## [Your objective]
The answer should be an exact repeat of the stretch of material below from the line containing "owning the registry" through the line containing "of the do-method".

## [Excerpted records]
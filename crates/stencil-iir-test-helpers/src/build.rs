//! Builders for statements and do-methods used across tests and benches.

use crate::access::ExprAccessComputation;
use rustc_hash::FxHashMap;
use stencil_iir_core::{
    AccessId, DoMethod, Expr, FieldAccessType, IirContext, Interval, Result, Stmt,
};

/// Register user fields and return the name to access ID map expected by
/// [`DoMethod::fill_with_ast`].
///
/// # Arguments
/// * `ctx` - The compilation context owning the registry
/// * `names` - Field names to register
pub fn register_fields(ctx: &mut IirContext, names: &[&str]) -> FxHashMap<String, AccessId> {
    names
        .iter()
        .map(|name| {
            let id = ctx.metadata.new_access_id(FieldAccessType::Field, *name);
            (name.to_string(), id)
        })
        .collect()
}

/// `dst = value;`
pub fn write_field(dst: &str, value: Expr) -> Stmt {
    Stmt::expr(Expr::assign(Expr::field(dst, [0, 0, 0]), value))
}

/// `dst = src[offset];`
pub fn copy_field(dst: &str, src: &str, offset: [i32; 3]) -> Stmt {
    write_field(dst, Expr::field(src, offset))
}

/// `tmp = src[offset];` where `tmp` is a local variable
pub fn read_field(src: &str, offset: [i32; 3]) -> Stmt {
    Stmt::var_decl(format!("tmp_{src}"), Some(Expr::field(src, offset)))
}

/// Build and fill a do-method from first-level statements
///
/// Accesses are computed with [`ExprAccessComputation`].
///
/// # Arguments
/// * `ctx` - The compilation context
/// * `fields` - Field name map as returned by [`register_fields`]
/// * `interval` - Vertical interval of the do-method
/// * `stmts` - First-level statements
///
/// # Returns
/// The filled do-method or the error that halted construction
pub fn build_do_method(
    ctx: &mut IirContext,
    fields: &FxHashMap<String, AccessId>,
    interval: Interval,
    stmts: Vec<Stmt>,
) -> Result<DoMethod> {
    let mut do_method = DoMethod::new(interval, ctx.id_generator());
    do_method.fill_with_ast(Stmt::block(stmts), fields, ctx, &ExprAccessComputation)?;
    Ok(do_method)
}

/// The scenario of a do-method over `[0, 10]` that writes `u`, reads
/// `u[k+1]` and writes `v`
///
/// # Returns
/// The context, the IDs of `u` and `v`, and the filled do-method
pub fn write_read_write_scenario() -> Result<(IirContext, AccessId, AccessId, DoMethod)> {
    let mut ctx = IirContext::new();
    let fields = register_fields(&mut ctx, &["u", "v"]);
    let stmts = vec![
        write_field("u", Expr::literal("1")),
        read_field("u", [0, 0, 1]),
        write_field("v", Expr::literal("2")),
    ];
    let do_method = build_do_method(&mut ctx, &fields, Interval::new(0, 10), stmts)?;
    Ok((ctx, fields["u"], fields["v"], do_method))
}
//! Closed vertical intervals with symbolic level markers.

use crate::extent::Extents;
use serde::{Deserialize, Serialize};

/// Level marker of the first vertical level.
pub const START: i32 = 0;
/// Level marker of the last vertical level.
pub const END: i32 = 1 << 20;

/// A closed vertical range `[lower_level+lower_offset, upper_level+upper_offset]`.
#[derive(Debug, Clone, Copy, PartialEq, Eq, Hash, Serialize, Deserialize)]
pub struct Interval {
    lower_level: i32,
    upper_level: i32,
    lower_offset: i32,
    upper_offset: i32,
}

impl Interval {
    pub fn new(lower_level: i32, upper_level: i32) -> Self {
        Self::with_offsets(lower_level, upper_level, 0, 0)
    }

    /// Panics if the lower bound lies above the upper bound.
    pub fn with_offsets(
        lower_level: i32,
        upper_level: i32,
        lower_offset: i32,
        upper_offset: i32,
    ) -> Self {
        let interval = Interval {
            lower_level,
            upper_level,
            lower_offset,
            upper_offset,
        };
        assert!(
            interval.lower_bound() <= interval.upper_bound(),
            "inverted interval {interval}"
        );
        interval
    }

    pub fn lower_level(&self) -> i32 {
        self.lower_level
    }

    pub fn upper_level(&self) -> i32 {
        self.upper_level
    }

    pub fn lower_offset(&self) -> i32 {
        self.lower_offset
    }

    pub fn upper_offset(&self) -> i32 {
        self.upper_offset
    }

    pub fn lower_bound(&self) -> i32 {
        self.lower_level + self.lower_offset
    }

    pub fn upper_bound(&self) -> i32 {
        self.upper_level + self.upper_offset
    }

    /// Widens `self` to the smallest interval containing both operands.
    pub fn merge(&mut self, other: &Interval) {
        if other.lower_bound() < self.lower_bound() {
            self.lower_level = other.lower_level;
            self.lower_offset = other.lower_offset;
        }
        if other.upper_bound() > self.upper_bound() {
            self.upper_level = other.upper_level;
            self.upper_offset = other.upper_offset;
        }
    }

    /// Returns a copy whose bounds are shifted by the vertical components of
    /// `extents`.
    pub fn extend_interval(&self, extents: &Extents) -> Interval {
        let k = extents.vertical();
        Interval {
            lower_level: self.lower_level,
            upper_level: self.upper_level,
            lower_offset: self.lower_offset + k.minus,
            upper_offset: self.upper_offset + k.plus,
        }
    }

    pub fn contains(&self, other: &Interval) -> bool {
        self.lower_bound() <= other.lower_bound() && self.upper_bound() >= other.upper_bound()
    }

    pub fn overlaps(&self, other: &Interval) -> bool {
        self.lower_bound() <= other.upper_bound() && other.lower_bound() <= self.upper_bound()
    }
}

fn fmt_level(f: &mut std::fmt::Formatter<'_>, level: i32, offset: i32) -> std::fmt::Result {
    match level {
        START => write!(f, "start")?,
        END => write!(f, "end")?,
        other => write!(f, "{other}")?,
    }
    if offset > 0 {
        write!(f, "+{offset}")?;
    } else if offset < 0 {
        write!(f, "{offset}")?;
    }
    Ok(())
}

impl std::fmt::Display for Interval {
    fn fmt(&self, f: &mut std::fmt::Formatter<'_>) -> std::fmt::Result {
        write!(f, "{{ ")?;
        fmt_level(f, self.lower_level, self.lower_offset)?;
        write!(f, " : ")?;
        fmt_level(f, self.upper_level, self.upper_offset)?;
        write!(f, " }}")
    }
}
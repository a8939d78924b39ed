//! Access dependency graph carried by a do-method.
//!
//! The graph is built by the stage-splitting pass; the IR only stores it,
//! drops it with the derived info and deep-copies it on clone.

use crate::ids::AccessId;
use indexmap::IndexSet;
use rustc_hash::{FxBuildHasher, FxHashMap};

/// Directed graph over access IDs: an edge `a -> b` means that a write of
/// `a` depends on a read of `b`.
#[derive(Debug, Clone, Default, PartialEq, Eq)]
pub struct AccessDependencyGraph {
    edges: FxHashMap<AccessId, IndexSet<AccessId, FxBuildHasher>>,
}

impl AccessDependencyGraph {
    pub fn new() -> Self {
        Self::default()
    }

    pub fn add_node(&mut self, id: AccessId) {
        self.edges.entry(id).or_default();
    }

    pub fn add_edge(&mut self, from: AccessId, to: AccessId) {
        self.edges.entry(from).or_default().insert(to);
        self.add_node(to);
    }

    /// Successors of `id` in insertion order.
    pub fn successors(&self, id: AccessId) -> impl Iterator<Item = AccessId> + '_ {
        self.edges.get(&id).into_iter().flatten().copied()
    }

    pub fn contains(&self, id: AccessId) -> bool {
        self.edges.contains_key(&id)
    }

    pub fn num_nodes(&self) -> usize {
        self.edges.len()
    }

    pub fn num_edges(&self) -> usize {
        self.edges.values().map(IndexSet::len).sum()
    }
}
//! Per-compilation state shared by every do-method of a stencil.

use crate::config::IirOptions;
use crate::diagnostics::CollectingDiagnosticHandler;
use crate::ids::IdGenerator;
use crate::metadata::AccessMetadata;
use std::sync::Arc;

/// Registry, identifier source, options and diagnostics of one compilation.
#[derive(Debug)]
pub struct IirContext {
    pub metadata: AccessMetadata,
    pub options: IirOptions,
    ids: Arc<IdGenerator>,
    diagnostics: Arc<CollectingDiagnosticHandler>,
}

impl IirContext {
    pub fn new() -> Self {
        Self::with_options(IirOptions::default())
    }

    pub fn with_options(options: IirOptions) -> Self {
        Self::with_id_generator(Arc::new(IdGenerator::new()), options)
    }

    /// Context drawing identifiers from an existing generator, so that
    /// several contexts compiled in parallel never hand out the same ID.
    pub fn with_id_generator(ids: Arc<IdGenerator>, options: IirOptions) -> Self {
        IirContext {
            metadata: AccessMetadata::new(Arc::clone(&ids)),
            options,
            ids,
            diagnostics: Arc::new(CollectingDiagnosticHandler::new()),
        }
    }

    pub fn id_generator(&self) -> &Arc<IdGenerator> {
        &self.ids
    }

    pub fn diagnostics(&self) -> &Arc<CollectingDiagnosticHandler> {
        &self.diagnostics
    }
}

impl Default for IirContext {
    fn default() -> Self {
        Self::new()
    }
}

## [Task solution]
/// * `ctx` - The compilation context owning the registry
/// * `names` - Field names to register
pub fn register_fields(ctx: &mut IirContext, names: &[&str]) -> FxHashMap<String, AccessId> {
    names
        .iter()
        .map(|name| {
            let id = ctx.metadata.new_access_id(FieldAccessType::Field, *name);
            (name.to_string(), id)
        })
        .collect()
}

/// `dst = value;`
pub fn write_field(dst: &str, value: Expr) -> Stmt {
    Stmt::expr(Expr::assign(Expr::field(dst, [0, 0, 0]), value))
}

/// `dst = src[offset];`
pub fn copy_field(dst: &str, src: &str, offset: [i32; 3]) -> Stmt {
    write_field(dst, Expr::field(src, offset))
}

/// `tmp = src[offset];` where `tmp` is a local variable
pub fn read_field(src: &str, offset: [i32; 3]) -> Stmt {
    Stmt::var_decl(format!("tmp_{src}"), Some(Expr::field(src, offset)))
}

/// Build and fill a do-method from first-level statements
///
/// Accesses are computed with [`ExprAccessComputation`].
///
/// # Arguments
/// * `ctx` - The compilation context
/// * `fields` - Field name map as returned by [`register_fields`]
/// * `interval` - Vertical interval of the do-method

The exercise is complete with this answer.